• Assignment:
In the entries below, count every line with the word "REDACTED". Return only the count.
____________________
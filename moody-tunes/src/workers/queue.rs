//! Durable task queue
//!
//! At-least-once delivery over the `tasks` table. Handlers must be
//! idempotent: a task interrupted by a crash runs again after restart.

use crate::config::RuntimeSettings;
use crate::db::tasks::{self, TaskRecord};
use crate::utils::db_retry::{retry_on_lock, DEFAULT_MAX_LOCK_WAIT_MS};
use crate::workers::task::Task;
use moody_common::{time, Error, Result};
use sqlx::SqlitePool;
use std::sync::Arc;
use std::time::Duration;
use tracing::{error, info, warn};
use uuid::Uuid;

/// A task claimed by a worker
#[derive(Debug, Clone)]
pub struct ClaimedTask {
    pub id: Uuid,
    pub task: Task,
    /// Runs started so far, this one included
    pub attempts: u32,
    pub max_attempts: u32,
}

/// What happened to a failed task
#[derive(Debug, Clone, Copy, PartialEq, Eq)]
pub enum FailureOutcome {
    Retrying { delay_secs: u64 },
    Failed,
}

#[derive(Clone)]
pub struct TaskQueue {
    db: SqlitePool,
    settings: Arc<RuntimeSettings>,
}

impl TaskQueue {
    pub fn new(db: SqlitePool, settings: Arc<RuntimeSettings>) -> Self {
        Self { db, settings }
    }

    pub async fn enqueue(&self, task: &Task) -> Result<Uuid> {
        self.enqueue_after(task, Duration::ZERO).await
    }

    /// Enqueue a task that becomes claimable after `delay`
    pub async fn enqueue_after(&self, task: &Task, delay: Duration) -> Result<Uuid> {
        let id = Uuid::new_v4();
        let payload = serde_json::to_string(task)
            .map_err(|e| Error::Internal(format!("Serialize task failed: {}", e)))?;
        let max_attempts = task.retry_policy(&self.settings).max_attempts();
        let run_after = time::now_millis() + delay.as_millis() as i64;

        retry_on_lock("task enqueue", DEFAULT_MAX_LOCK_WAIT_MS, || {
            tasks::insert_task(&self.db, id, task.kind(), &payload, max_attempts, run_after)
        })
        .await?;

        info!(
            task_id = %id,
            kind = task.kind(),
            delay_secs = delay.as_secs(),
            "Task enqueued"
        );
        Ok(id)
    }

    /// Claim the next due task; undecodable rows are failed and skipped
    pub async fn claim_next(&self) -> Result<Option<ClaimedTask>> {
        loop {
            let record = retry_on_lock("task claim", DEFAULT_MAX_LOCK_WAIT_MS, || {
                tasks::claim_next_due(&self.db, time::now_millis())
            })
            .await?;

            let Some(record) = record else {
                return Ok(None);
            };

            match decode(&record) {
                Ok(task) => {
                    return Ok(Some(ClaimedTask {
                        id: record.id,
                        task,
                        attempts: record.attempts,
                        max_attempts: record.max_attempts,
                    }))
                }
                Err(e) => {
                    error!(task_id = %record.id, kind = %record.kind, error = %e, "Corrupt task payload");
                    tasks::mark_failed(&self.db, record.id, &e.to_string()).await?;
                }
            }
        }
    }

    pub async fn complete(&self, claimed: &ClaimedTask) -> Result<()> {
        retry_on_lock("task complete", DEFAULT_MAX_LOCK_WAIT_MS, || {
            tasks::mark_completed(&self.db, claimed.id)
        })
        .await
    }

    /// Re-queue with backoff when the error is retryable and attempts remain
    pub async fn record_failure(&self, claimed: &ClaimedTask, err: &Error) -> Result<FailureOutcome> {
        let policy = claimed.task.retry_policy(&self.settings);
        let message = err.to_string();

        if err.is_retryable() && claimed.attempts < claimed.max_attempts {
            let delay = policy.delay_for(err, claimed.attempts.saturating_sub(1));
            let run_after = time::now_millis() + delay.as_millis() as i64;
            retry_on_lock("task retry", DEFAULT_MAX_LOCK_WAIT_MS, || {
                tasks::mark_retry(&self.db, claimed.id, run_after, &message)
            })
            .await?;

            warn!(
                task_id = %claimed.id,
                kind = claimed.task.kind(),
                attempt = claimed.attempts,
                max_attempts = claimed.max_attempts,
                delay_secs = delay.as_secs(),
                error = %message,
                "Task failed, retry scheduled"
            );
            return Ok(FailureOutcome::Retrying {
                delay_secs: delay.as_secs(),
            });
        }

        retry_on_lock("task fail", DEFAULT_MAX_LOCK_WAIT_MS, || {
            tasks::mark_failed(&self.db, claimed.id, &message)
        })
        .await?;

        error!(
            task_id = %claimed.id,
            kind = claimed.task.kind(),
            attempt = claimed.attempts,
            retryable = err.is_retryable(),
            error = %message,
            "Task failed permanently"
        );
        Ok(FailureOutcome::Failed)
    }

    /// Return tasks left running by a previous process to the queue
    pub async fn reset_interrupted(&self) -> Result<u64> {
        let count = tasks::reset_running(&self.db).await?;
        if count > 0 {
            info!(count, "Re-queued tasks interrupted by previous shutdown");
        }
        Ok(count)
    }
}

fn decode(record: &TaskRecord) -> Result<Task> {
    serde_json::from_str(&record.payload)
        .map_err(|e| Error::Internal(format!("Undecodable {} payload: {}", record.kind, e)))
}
____________________
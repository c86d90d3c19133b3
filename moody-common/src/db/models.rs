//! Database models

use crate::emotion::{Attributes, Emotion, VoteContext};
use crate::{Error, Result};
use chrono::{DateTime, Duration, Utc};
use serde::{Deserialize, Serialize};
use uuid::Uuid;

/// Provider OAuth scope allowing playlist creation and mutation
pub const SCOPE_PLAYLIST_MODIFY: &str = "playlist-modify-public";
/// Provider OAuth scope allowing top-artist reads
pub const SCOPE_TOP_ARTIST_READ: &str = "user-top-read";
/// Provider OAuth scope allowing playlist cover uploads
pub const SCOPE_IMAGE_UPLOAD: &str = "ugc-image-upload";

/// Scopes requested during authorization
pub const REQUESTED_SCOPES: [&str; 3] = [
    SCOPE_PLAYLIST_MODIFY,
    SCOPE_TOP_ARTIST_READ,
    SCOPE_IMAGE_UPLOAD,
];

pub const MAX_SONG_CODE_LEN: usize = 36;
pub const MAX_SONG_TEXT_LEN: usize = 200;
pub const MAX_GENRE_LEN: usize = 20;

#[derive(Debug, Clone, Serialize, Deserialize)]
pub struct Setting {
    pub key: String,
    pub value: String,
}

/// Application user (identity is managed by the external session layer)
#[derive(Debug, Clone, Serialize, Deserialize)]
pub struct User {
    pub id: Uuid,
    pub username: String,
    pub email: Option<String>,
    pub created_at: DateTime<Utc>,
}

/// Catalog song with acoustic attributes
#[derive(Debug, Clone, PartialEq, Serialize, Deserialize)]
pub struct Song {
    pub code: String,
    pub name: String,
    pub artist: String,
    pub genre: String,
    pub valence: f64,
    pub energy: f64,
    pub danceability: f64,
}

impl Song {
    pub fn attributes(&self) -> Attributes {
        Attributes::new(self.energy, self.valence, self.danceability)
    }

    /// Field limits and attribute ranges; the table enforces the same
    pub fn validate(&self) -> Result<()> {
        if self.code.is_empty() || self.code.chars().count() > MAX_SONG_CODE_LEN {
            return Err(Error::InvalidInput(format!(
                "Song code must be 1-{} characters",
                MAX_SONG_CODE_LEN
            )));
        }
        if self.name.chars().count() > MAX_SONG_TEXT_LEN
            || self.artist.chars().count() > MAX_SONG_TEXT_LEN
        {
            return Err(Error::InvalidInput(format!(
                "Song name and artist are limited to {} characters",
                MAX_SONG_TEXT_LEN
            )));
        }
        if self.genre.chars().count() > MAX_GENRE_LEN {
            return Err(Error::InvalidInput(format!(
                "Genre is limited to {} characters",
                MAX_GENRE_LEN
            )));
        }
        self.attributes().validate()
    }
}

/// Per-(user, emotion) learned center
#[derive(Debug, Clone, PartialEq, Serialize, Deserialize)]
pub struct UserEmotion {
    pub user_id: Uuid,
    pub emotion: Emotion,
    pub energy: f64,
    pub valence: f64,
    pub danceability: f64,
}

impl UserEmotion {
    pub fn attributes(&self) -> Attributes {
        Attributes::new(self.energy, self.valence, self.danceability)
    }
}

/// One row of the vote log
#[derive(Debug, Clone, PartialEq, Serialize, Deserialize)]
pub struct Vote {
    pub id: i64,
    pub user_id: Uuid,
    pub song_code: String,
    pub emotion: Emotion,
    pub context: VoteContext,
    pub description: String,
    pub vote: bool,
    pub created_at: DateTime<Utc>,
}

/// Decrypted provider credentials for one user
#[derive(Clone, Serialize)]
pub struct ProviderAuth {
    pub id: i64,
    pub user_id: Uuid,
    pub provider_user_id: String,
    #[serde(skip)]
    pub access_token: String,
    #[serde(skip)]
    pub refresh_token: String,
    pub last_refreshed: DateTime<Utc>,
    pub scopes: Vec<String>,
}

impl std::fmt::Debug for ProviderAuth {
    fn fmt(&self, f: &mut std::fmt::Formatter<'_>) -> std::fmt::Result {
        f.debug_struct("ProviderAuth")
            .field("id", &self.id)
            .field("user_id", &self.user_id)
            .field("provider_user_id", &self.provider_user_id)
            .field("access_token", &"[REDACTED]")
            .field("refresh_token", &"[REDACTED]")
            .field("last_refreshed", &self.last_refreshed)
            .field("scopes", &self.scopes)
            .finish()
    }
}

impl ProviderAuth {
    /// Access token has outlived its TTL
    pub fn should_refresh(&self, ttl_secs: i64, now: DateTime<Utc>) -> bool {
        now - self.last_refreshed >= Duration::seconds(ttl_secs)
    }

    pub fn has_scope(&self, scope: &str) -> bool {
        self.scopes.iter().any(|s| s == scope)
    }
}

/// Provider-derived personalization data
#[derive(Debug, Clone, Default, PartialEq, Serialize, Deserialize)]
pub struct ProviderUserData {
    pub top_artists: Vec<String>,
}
____________________
• Response for this exercise:
2